O teólogo sintetiza: se o ritual da abstinência veio com a colonização, a prática se acentuou com a chegada da corte portuguesa ao Rio.
“Então o bacalhau, com praticidade de algo que fazia parte da culinária portuguesa e não se estragava com facilidade, foi inserido. E aquilo foi sendo ressignificado ao longo do tempo”, comenta.
Sim, porque com todos os ingredientes, é a hora de lembrar da frase bíblica que apregoa que as coisas de Deus devem ser deixadas a Deus e as coisas de César, a César. Porque o deus mercado é capaz de fazer perpetuar as mais diversas tradições inventadas…

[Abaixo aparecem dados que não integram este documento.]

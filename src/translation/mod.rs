//! Translation requests against the Gemini `generateContent` API.

mod client;
mod error;
mod prompt;

pub use client::{DEFAULT_BASE_URL, GeminiClient, Translator};
pub use error::RequestError;
pub use prompt::TRANSLATION_PREAMBLE;
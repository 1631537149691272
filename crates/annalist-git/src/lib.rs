//! Git subprocess layer for Annalist.
//!
//! This crate spawns the fixed `git log` invocation and hands its
//! stdout back as a line-buffered stream. It does not interpret the
//! output; that is the parser's job.

mod error;
mod log_stream;

pub use error::{GitError, GitResult};
pub use log_stream::{LogCommand, LogStream};
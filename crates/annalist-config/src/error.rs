//! Configuration error types.

use thiserror::Error;

/// Configuration-related errors.
#[derive(Debug, Error)]
pub enum ConfigError {
    /// Configuration file not found.
    #[error("configuration file not found: {0}")]
    NotFound(std::path::PathBuf),

    /// Invalid TOML syntax.
    #[error("invalid TOML: {0}")]
    InvalidToml(#[from] toml::de::Error),

    /// Invalid configuration value.
    #[error("invalid configuration: {0}")]
    Invalid(String),

    /// IO error.
    #[error("IO error: {0}")]
    Io(#[from] std::io::Error),
}

/// Result type for configuration operations.
pub type ConfigResult<T> = Result<T, ConfigError>;
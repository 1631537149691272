//! ChangeLog entry rendering.

use std::fmt::Write;

use annalist_commit::ChangeRecord;
use regex::Regex;

use crate::reflow;

/// Default wrap width for message bodies.
pub const DEFAULT_WIDTH: usize = 70;

/// Renders [`ChangeRecord`]s as GNU-ChangeLog-style entries.
///
/// Rendering has no failure modes: a well-formed record always produces
/// a complete entry string.
pub struct ChangeLogFormatter {
    width: usize,
    magic_prefix: Regex,
}

impl ChangeLogFormatter {
    /// Creates a formatter with the default wrap width.
    #[must_use]
    pub fn new() -> Self {
        Self {
            width: DEFAULT_WIDTH,
            // A wrapped line opening with parentheses would be taken for
            // a function-name annotation by ChangeLog tooling.
            magic_prefix: Regex::new(r"^\s*\(+").expect("invalid regex"),
        }
    }

    /// Overrides the wrap width.
    #[must_use]
    pub fn with_width(mut self, width: usize) -> Self {
        self.width = width;
        self
    }

    /// Renders one record as a complete entry, trailing blank line
    /// included.
    #[must_use]
    pub fn format(&self, record: &ChangeRecord) -> String {
        let mut output = String::new();

        // Header goes first
        _ = writeln!(output, "{} {}\n", record.author, record.date.format("%Y-%m-%d"));

        // Then the files, sorted, with the colon closing the last line
        if !record.files.is_empty() {
            let mut files = record.files.clone();
            files.sort();
            let listed = files
                .iter()
                .map(|file| format!("\t* {file}"))
                .collect::<Vec<_>>()
                .join("\n");
            output.push_str(&listed);
            output.push_str(":\n");
        }

        // Reflow the message: strip the common indent, merge wrapped
        // source lines back into paragraphs, wrap to the target width.
        let dedented = reflow::dedent(&record.message);
        for logical in reflow::merge_continuations(&dedented) {
            for wrapped in reflow::wrap(&logical, self.width) {
                if self.magic_prefix.is_match(&wrapped) {
                    _ = writeln!(output, "\t_{wrapped}");
                } else {
                    _ = writeln!(output, "\t{wrapped}");
                }
            }
        }

        // Append the commit hash to the entry
        _ = writeln!(output, "\t\n\tGit commit: {}\n", record.hash);
        output
    }
}

impl Default for ChangeLogFormatter {
    fn default() -> Self {
        Self::new()
    }
}
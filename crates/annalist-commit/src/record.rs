//! Commit record and its builder.

use chrono::NaiveDate;
use serde::{Deserialize, Serialize};

/// A fully parsed commit, ready to be rendered as a ChangeLog entry.
#[derive(Debug, Clone, PartialEq, Eq, Serialize, Deserialize)]
pub struct ChangeRecord {
    /// The commit hash (SHA).
    pub hash: String,

    /// The commit author, exactly as git printed it (name and address).
    pub author: String,

    /// The commit date.
    pub date: NaiveDate,

    /// The raw message body: one line per `\n`, original indentation kept.
    pub message: String,

    /// Changed-file paths in input order. Duplicates are kept.
    pub files: Vec<String>,
}

impl ChangeRecord {
    /// Returns the short hash (first 7 characters).
    #[must_use]
    pub fn short_hash(&self) -> &str {
        &self.hash[..7.min(self.hash.len())]
    }
}

/// Accumulates an in-progress commit while the log stream is parsed.
///
/// `author` and `date` are set-once fields: the first value wins and
/// later calls are ignored. The builder only yields a [`ChangeRecord`]
/// once both are present.
#[derive(Debug)]
pub struct RecordBuilder {
    hash: String,
    author: Option<String>,
    date: Option<NaiveDate>,
    message: String,
    files: Vec<String>,
}

impl RecordBuilder {
    /// Opens a new record for the given commit hash.
    #[must_use]
    pub fn new(hash: impl Into<String>) -> Self {
        Self {
            hash: hash.into(),
            author: None,
            date: None,
            message: String::new(),
            files: Vec::new(),
        }
    }

    /// Returns the commit hash this record was opened with.
    #[must_use]
    pub fn hash(&self) -> &str {
        &self.hash
    }

    /// Records the author unless one was already captured.
    pub fn set_author(&mut self, author: impl Into<String>) {
        if self.author.is_none() {
            self.author = Some(author.into());
        }
    }

    /// Records the date unless one was already captured.
    pub fn set_date(&mut self, date: NaiveDate) {
        if self.date.is_none() {
            self.date = Some(date);
        }
    }

    /// Returns true once both author and date have been captured.
    #[must_use]
    pub fn has_metadata(&self) -> bool {
        self.author.is_some() && self.date.is_some()
    }

    /// Returns true once at least one message line has been collected.
    #[must_use]
    pub fn has_message(&self) -> bool {
        !self.message.is_empty()
    }

    /// Appends one message line verbatim, keeping its indentation.
    pub fn push_message_line(&mut self, line: &str) {
        self.message.push_str(line);
        self.message.push('\n');
    }

    /// Appends one changed-file path.
    pub fn push_file(&mut self, path: impl Into<String>) {
        self.files.push(path.into());
    }

    /// Completes the record.
    ///
    /// Returns `None` when the author or the date was never seen; such a
    /// partial record is not renderable and is dropped by the caller.
    #[must_use]
    pub fn finish(self) -> Option<ChangeRecord> {
        Some(ChangeRecord {
            hash: self.hash,
            author: self.author?,
            date: self.date?,
            message: self.message,
            files: self.files,
        })
    }
}
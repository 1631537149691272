//! Configuration schema.

use serde::{Deserialize, Serialize};

use crate::{ConfigError, ConfigResult};

/// Main configuration structure.
#[derive(Debug, Clone, Default, Serialize, Deserialize)]
pub struct Config {
    /// Changelog rendering configuration.
    #[serde(default)]
    pub changelog: ChangelogConfig,
}

impl Config {
    /// Validates constraints the schema cannot express.
    ///
    /// # Errors
    ///
    /// Returns an error when a value is out of range.
    pub fn validate(&self) -> ConfigResult<()> {
        if self.changelog.width == 0 {
            return Err(ConfigError::Invalid(
                "changelog.width must be positive".to_string(),
            ));
        }
        Ok(())
    }
}

/// Changelog rendering configuration.
#[derive(Debug, Clone, Serialize, Deserialize)]
pub struct ChangelogConfig {
    /// Wrap width for message bodies.
    #[serde(default = "default_width")]
    pub width: usize,

    /// Output destination; `-` means standard output.
    #[serde(default = "default_output")]
    pub output: String,
}

impl Default for ChangelogConfig {
    fn default() -> Self {
        Self {
            width: default_width(),
            output: default_output(),
        }
    }
}

fn default_width() -> usize {
    70
}

fn default_output() -> String {
    "-".to_string()
}

#[cfg(test)]
mod tests {
    use super::*;

    #[test]
    fn test_default_config() {
        let config = Config::default();
        assert_eq!(config.changelog.width, 70);
        assert_eq!(config.changelog.output, "-");
    }

    #[test]
    fn test_deserialize_empty() {
        let config: Config = toml::from_str("").unwrap();
        assert_eq!(config.changelog.width, 70);
        assert_eq!(config.changelog.output, "-");
    }

    #[test]
    fn test_deserialize_partial() {
        let config: Config = toml::from_str(
            r#"
            [changelog]
            width = 60
        "#,
        )
        .unwrap();
        assert_eq!(config.changelog.width, 60);
        assert_eq!(config.changelog.output, "-"); // default
    }

    #[test]
    fn test_deserialize_full() {
        let config: Config = toml::from_str(
            r#"
            [changelog]
            width = 72
            output = "ChangeLog"
        "#,
        )
        .unwrap();
        assert_eq!(config.changelog.width, 72);
        assert_eq!(config.changelog.output, "ChangeLog");
    }

    #[test]
    fn test_validate_default_ok() {
        assert!(Config::default().validate().is_ok());
    }

    #[test]
    fn test_validate_zero_width_rejected() {
        let config: Config = toml::from_str(
            r"
            [changelog]
            width = 0
        ",
        )
        .unwrap();
        assert!(matches!(config.validate(), Err(ConfigError::Invalid(_))));
    }

    #[test]
    fn test_serialize_config() {
        let toml_str = toml::to_string(&Config::default()).unwrap();
        assert!(toml_str.contains("[changelog]"));
        assert!(toml_str.contains("width = 70"));
    }

    #[test]
    fn test_config_clone() {
        let config = Config::default();
        let cloned = config.clone();
        assert_eq!(config.changelog.width, cloned.changelog.width);
    }
}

“O consumo do bacalhau, trazido pela corte, caiu no gosto do brasileiro. Vivemos num modo de produção capitalista e quando algo cai no gosto da prática mercantilista comercial, tudo vira mercadoria: tem gente que vende e gente que consome”, reflete Moraes. “Então está aí: ficou sendo uma prática muito explorada até hoje. E os vendedores de peixe agradecem.”